> _The problem_
Go through the records and report each line in which the word "serde" occurs.

> _Supplied entries_
........
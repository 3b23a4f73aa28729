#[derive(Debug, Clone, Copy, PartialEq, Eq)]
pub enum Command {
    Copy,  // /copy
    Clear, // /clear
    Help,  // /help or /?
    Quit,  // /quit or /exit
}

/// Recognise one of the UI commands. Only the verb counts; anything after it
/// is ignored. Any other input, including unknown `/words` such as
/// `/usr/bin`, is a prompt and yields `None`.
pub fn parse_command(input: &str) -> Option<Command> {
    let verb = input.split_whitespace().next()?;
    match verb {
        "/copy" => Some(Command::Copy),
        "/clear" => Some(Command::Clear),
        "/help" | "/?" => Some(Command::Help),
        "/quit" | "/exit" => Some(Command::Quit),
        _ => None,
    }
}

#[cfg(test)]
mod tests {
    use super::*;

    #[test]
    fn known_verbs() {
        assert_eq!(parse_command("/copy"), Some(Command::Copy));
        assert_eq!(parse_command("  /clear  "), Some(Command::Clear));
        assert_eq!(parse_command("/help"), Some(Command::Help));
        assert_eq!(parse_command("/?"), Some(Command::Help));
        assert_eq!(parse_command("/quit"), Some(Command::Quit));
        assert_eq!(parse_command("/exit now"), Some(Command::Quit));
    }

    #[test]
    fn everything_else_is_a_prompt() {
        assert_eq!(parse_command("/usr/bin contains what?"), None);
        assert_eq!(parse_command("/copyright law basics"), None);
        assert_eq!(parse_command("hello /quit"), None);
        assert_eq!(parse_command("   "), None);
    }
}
........
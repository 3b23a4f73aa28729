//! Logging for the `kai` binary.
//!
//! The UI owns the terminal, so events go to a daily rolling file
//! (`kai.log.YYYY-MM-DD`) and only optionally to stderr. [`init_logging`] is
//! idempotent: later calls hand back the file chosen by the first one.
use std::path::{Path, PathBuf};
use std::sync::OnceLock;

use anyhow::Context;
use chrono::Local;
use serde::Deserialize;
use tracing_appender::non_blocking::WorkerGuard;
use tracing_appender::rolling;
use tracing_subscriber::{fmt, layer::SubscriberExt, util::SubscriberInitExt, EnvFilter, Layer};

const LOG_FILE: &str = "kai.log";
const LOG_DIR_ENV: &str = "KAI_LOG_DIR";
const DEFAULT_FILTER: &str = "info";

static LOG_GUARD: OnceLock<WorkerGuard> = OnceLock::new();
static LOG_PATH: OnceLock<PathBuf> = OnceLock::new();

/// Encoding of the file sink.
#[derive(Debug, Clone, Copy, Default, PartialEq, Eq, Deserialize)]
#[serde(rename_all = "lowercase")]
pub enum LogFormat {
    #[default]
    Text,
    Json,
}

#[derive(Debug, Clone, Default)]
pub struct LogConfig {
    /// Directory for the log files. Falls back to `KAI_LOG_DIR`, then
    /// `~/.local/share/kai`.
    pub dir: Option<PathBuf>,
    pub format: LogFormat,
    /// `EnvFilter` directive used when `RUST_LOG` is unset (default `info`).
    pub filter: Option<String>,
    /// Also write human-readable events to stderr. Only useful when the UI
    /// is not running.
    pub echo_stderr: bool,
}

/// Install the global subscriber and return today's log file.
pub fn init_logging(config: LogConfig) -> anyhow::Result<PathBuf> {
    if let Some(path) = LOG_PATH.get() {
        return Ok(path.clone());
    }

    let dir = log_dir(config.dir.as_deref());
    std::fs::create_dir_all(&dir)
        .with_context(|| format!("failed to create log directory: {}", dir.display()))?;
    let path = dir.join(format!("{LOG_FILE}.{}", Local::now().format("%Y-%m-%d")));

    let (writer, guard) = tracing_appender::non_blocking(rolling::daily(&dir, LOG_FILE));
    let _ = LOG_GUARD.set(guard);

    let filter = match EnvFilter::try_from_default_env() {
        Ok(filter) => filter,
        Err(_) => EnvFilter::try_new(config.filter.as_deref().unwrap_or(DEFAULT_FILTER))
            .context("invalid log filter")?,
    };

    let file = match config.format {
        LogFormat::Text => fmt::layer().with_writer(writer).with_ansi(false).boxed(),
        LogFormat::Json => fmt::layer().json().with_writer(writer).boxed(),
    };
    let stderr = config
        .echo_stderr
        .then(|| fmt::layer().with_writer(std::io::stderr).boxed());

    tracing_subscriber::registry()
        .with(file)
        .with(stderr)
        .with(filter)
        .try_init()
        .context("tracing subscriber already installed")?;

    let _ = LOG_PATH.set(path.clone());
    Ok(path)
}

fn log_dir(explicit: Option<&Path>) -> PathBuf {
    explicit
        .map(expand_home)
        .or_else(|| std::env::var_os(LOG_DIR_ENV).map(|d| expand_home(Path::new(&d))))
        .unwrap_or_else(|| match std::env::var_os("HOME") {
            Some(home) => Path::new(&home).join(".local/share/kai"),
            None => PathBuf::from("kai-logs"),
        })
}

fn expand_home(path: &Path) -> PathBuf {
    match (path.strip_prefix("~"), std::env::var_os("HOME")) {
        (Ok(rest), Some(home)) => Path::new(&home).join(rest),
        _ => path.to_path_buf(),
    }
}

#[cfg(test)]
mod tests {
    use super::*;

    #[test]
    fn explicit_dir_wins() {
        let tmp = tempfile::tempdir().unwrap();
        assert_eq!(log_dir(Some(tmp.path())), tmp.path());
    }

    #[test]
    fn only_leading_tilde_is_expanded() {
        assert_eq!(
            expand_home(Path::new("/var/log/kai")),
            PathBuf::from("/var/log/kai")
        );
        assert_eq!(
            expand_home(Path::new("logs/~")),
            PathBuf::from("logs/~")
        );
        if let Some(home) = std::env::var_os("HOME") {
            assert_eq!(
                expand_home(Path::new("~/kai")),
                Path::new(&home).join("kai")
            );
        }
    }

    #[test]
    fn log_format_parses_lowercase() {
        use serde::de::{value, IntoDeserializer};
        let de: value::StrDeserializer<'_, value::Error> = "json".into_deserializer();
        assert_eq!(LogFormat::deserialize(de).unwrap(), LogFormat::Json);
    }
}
........
> _Result of this exercise_
use serde::Deserialize;
#[serde(rename_all = "lowercase")]
        use serde::de::{value, IntoDeserializer};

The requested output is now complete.